Il giorno dopo Sydney entrò nella base della CIA e si avvicinò a suo padre.
«Dov’eri ieri sera?»
«Ho fatto un giro. Notizie di Will?»
«No. Temiamo possa esser morto.»
Sydney simulò un’aria afflitta, scosse la testa in segno di comprensione ed andò al suo terminale informatico.
“La prossima volta toccherà a te.”

CONTINUA…

NOTE
1- Forse in Italia è piú noto nella grafia Sun Tzu –comunque si tratta dello stesso nome (lett. “maestro Tzu”) scritto in due modi diversi.
2- Per rendere meglio il clima arcaico della discussione Sydney si rivolge a Kabir dandogli del voi. Il colloquio in stile da poema si svolgerebbe in pašto ma l’ho scritto in italiano per poter farvelo capire (e soprattutto perché non so una parola di pašto). Fra l’altro, gli afgani parlano così? Penso di no ma ero troppo desideroso di scrivere un dialogo in stile poetico.
3- Così si chiamava in epoca sovietica la principale strada dell’Afganistan che attraversava Kandahār; adesso non so piú se si chiami così. L’Arġandāb è un fiume che lambisce la città; il Dašt-Mir-Xazar credo si scriva così.

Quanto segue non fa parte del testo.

//! Relationship Metadata - resolved key sets produced when a relation boots

use std::fmt;

use serde::Serialize;
use serde_json::Value;

use crate::model::ModelInstance;

/// Defines the type of relationship between models
#[derive(Debug, Clone, Copy, PartialEq, Eq, Hash, Serialize)]
pub enum RelationType {
    /// One-to-one relationship (hasOne)
    HasOne,
    /// One-to-many relationship (hasMany)
    HasMany,
    /// Many-to-one relationship (belongsTo)
    BelongsTo,
    /// Many-to-many relationship through a pivot table
    ManyToMany,
    /// One-to-many relationship across an intermediate model
    HasManyThrough,
}

impl RelationType {
    /// Returns true if this relationship returns a collection
    pub fn is_collection(self) -> bool {
        matches!(self, Self::HasMany | Self::ManyToMany | Self::HasManyThrough)
    }

    /// Returns true if this relationship requires a pivot table
    pub fn requires_pivot(self) -> bool {
        matches!(self, Self::ManyToMany)
    }
}

impl fmt::Display for RelationType {
    fn fmt(&self, f: &mut fmt::Formatter<'_>) -> fmt::Result {
        let name = match self {
            RelationType::HasOne => "hasOne",
            RelationType::HasMany => "hasMany",
            RelationType::BelongsTo => "belongsTo",
            RelationType::ManyToMany => "manyToMany",
            RelationType::HasManyThrough => "hasManyThrough",
        };
        write!(f, "{}", name)
    }
}

/// An attribute name together with its storage column (the adapter key)
#[derive(Debug, Clone, PartialEq, Eq, Serialize)]
pub struct KeyPair {
    pub attribute: String,
    pub column: String,
}

impl KeyPair {
    pub fn new(attribute: &str, column: &str) -> Self {
        Self {
            attribute: attribute.to_string(),
            column: column.to_string(),
        }
    }

    /// `table.column`
    pub fn qualified(&self, table: &str) -> String {
        format!("{}.{}", table, self.column)
    }
}

/// Pivot table keys of a many-to-many relation
#[derive(Debug, Clone, PartialEq, Eq, Serialize)]
pub struct PivotDefinition {
    pub table: String,
    /// Pivot column referencing the declaring model
    pub foreign_key: String,
    /// Pivot column referencing the related model
    pub related_foreign_key: String,
    /// Key on the related model referenced by `related_foreign_key`
    pub related_key: KeyPair,
}

/// Intermediate model keys of a has-many-through relation
#[derive(Debug, Clone, PartialEq, Eq, Serialize)]
pub struct ThroughDefinition {
    pub through_model: String,
    pub through_table: String,
    /// The through model's own key (the via key)
    pub through_local_key: KeyPair,
    /// Column on the related model referencing the through model (the via foreign key)
    pub through_foreign_key: KeyPair,
}

/// Fully resolved relation, immutable once booted.
///
/// `local_key` and `foreign_key` keep the naming of the relation kind:
/// for `BelongsTo` the foreign key lives on the declaring model, and for
/// `HasManyThrough` it lives on the through model.
#[derive(Debug, Clone, PartialEq, Eq, Serialize)]
pub struct RelationDefinition {
    pub relation_name: String,
    pub relation_type: RelationType,
    pub related_model: String,
    pub related_table: String,
    pub local_key: KeyPair,
    pub foreign_key: KeyPair,
    pub pivot: Option<PivotDefinition>,
    pub through: Option<ThroughDefinition>,
}

/// Where a fetched related row carries the value it is grouped by
#[derive(Debug, Clone, PartialEq, Eq)]
pub enum GroupKey {
    /// A declared attribute of the related model
    Attribute(KeyPair),
    /// A selected alias that is not a model attribute (`pivot_*`, `through_*`)
    Extra(String),
}

impl GroupKey {
    /// Name of the column in the result rows
    pub fn output_column(&self) -> &str {
        match self {
            GroupKey::Attribute(key) => &key.column,
            GroupKey::Extra(alias) => alias,
        }
    }

    /// Value on a hydrated instance; `None` when the column was not selected
    pub fn value_of<'a>(&self, instance: &'a ModelInstance) -> Option<&'a Value> {
        match self {
            GroupKey::Attribute(key) => instance.attribute(&key.attribute),
            GroupKey::Extra(alias) => instance.extra(alias),
        }
    }
}

#[cfg(test)]
mod tests {
    use super::*;

    #[test]
    fn test_relation_type_properties() {
        assert!(RelationType::HasMany.is_collection());
        assert!(RelationType::HasManyThrough.is_collection());
        assert!(!RelationType::BelongsTo.is_collection());
        assert!(RelationType::ManyToMany.requires_pivot());
        assert_eq!(RelationType::HasManyThrough.to_string(), "hasManyThrough");
    }

    #[test]
    fn test_key_pair_qualified() {
        let key = KeyPair::new("userId", "user_id");
        assert_eq!(key.qualified("posts"), "posts.user_id");
    }

    #[test]
    fn test_group_key_output_column() {
        assert_eq!(GroupKey::Attribute(KeyPair::new("userId", "user_id")).output_column(), "user_id");
        assert_eq!(GroupKey::Extra("pivot_user_id".to_string()).output_column(), "pivot_user_id");
    }
}
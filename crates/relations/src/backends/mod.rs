//! Database Backend Abstractions
//!
//! An async connection trait, the named connection manager and the sqlx
//! PostgreSQL implementation.

pub mod core;
pub mod postgres;

pub use core::{Database, DatabaseConnection, QueryClient, Row};
pub use postgres::PostgresConnection;
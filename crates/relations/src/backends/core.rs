//! Core Database Backend Traits
//!
//! Relations never talk to a driver directly. Every query goes through a
//! [`QueryClient`] selected from a [`Database`] by the ambient
//! [`QueryOptions`], so a preload cannot drift to another connection.

use std::fmt;
use std::sync::Arc;

use async_trait::async_trait;
use dashmap::DashMap;
use serde_json::{Map, Value as JsonValue};
use tracing::debug;

use crate::config::{PreloadConfig, RelationsConfig};
use crate::error::{ModelError, ModelResult};
use crate::model::QueryOptions;
use crate::query::{QueryBuilder, SqlQuery};

/// A result row keyed by output column name
pub type Row = Map<String, JsonValue>;

/// Abstract database connection trait
#[async_trait]
pub trait DatabaseConnection: Send + Sync {
    /// Execute a query and return the result rows
    async fn fetch_all(&self, query: &SqlQuery) -> ModelResult<Vec<Row>>;

    /// Execute a statement and return the affected rows count
    async fn execute(&self, query: &SqlQuery) -> ModelResult<u64>;
}

/// Named connection manager
#[derive(Clone)]
pub struct Database {
    connections: Arc<DashMap<String, Arc<dyn DatabaseConnection>>>,
    config: RelationsConfig,
}

impl Database {
    /// Create an empty manager with the default configuration
    pub fn new() -> Self {
        Self::with_config(RelationsConfig::default())
    }

    /// Create an empty manager with an explicit configuration
    pub fn with_config(config: RelationsConfig) -> Self {
        Self {
            connections: Arc::new(DashMap::new()),
            config,
        }
    }

    /// Register a connection under a name (builder style)
    pub fn with_connection<C>(self, name: &str, connection: C) -> Self
    where
        C: DatabaseConnection + 'static,
    {
        self.register(name, Arc::new(connection));
        self
    }

    /// Register or replace a shared connection
    pub fn register(&self, name: &str, connection: Arc<dyn DatabaseConnection>) {
        self.connections.insert(name.to_string(), connection);
    }

    /// Whether a connection name is registered
    pub fn has_connection(&self, name: &str) -> bool {
        self.connections.contains_key(name)
    }

    pub fn config(&self) -> &RelationsConfig {
        &self.config
    }

    pub fn preload_config(&self) -> &PreloadConfig {
        &self.config.preload
    }

    /// Select the connection named by the options, or the default one
    pub fn client(&self, options: &QueryOptions) -> ModelResult<QueryClient> {
        let name = options
            .connection
            .as_deref()
            .unwrap_or(&self.config.default_connection);

        let connection = self
            .connections
            .get(name)
            .map(|entry| Arc::clone(entry.value()))
            .ok_or_else(|| ModelError::UnknownConnection(name.to_string()))?;

        Ok(QueryClient {
            connection_name: name.to_string(),
            connection,
            options: options.clone(),
        })
    }
}

impl Default for Database {
    fn default() -> Self {
        Self::new()
    }
}

impl fmt::Debug for Database {
    fn fmt(&self, f: &mut fmt::Formatter<'_>) -> fmt::Result {
        let mut names: Vec<String> = self.connections.iter().map(|e| e.key().clone()).collect();
        names.sort();
        f.debug_struct("Database")
            .field("connections", &names)
            .field("config", &self.config)
            .finish()
    }
}

/// A connection paired with the query options it was selected by
#[derive(Clone)]
pub struct QueryClient {
    connection_name: String,
    connection: Arc<dyn DatabaseConnection>,
    options: QueryOptions,
}

impl QueryClient {
    pub fn connection_name(&self) -> &str {
        &self.connection_name
    }

    pub fn options(&self) -> &QueryOptions {
        &self.options
    }

    /// Compile and run a SELECT
    pub async fn fetch_all(&self, query: &QueryBuilder) -> ModelResult<Vec<Row>> {
        let compiled = query.to_sql_with_params();
        debug!(
            connection = %self.connection_name,
            bindings = compiled.bindings.len(),
            sql = %compiled.sql,
            "fetch"
        );
        self.connection.fetch_all(&compiled).await
    }

    /// Compile and run an INSERT
    pub async fn execute(&self, query: &QueryBuilder) -> ModelResult<u64> {
        let compiled = query.to_sql_with_params();
        debug!(
            connection = %self.connection_name,
            bindings = compiled.bindings.len(),
            sql = %compiled.sql,
            "execute"
        );
        self.connection.execute(&compiled).await
    }
}

impl fmt::Debug for QueryClient {
    fn fmt(&self, f: &mut fmt::Formatter<'_>) -> fmt::Result {
        f.debug_struct("QueryClient")
            .field("connection_name", &self.connection_name)
            .field("options", &self.options)
            .finish()
    }
}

4- Teoricamente mussulmani e cristiani (ed ebrei) adorano lo stesso dio, Yahweh, il dio di Abramo, Isacco e Giacobbe, ma hanno culti, teologia e libri sacri diversi; in ogni caso Ạhmad Kabir, colto in storia ma ignorante in teologia, non lo sa.
5- Unica sultana di Delhi e che io sappia unico capo di Stato mussulmano donna prima del XX secolo, regnò per tre anni dopo la morte del padre Iltutmiš, avvenuta nel 1236 e viene così descritta da una cronaca di quel tempo: «Era dotata di tutte le buone qualità che dovrebbe avere un sovrano. Ma di che utilità potevano esserle, se il destino non l’aveva fatta nascere uomo?» [Tabaqat-i-Nasari cit. in H. Kulke-D. Rothermund, Storia dell’India]. Fu deposta dai suoi cortigiani ed uccisa dopo che tentò di riprendersi il trono.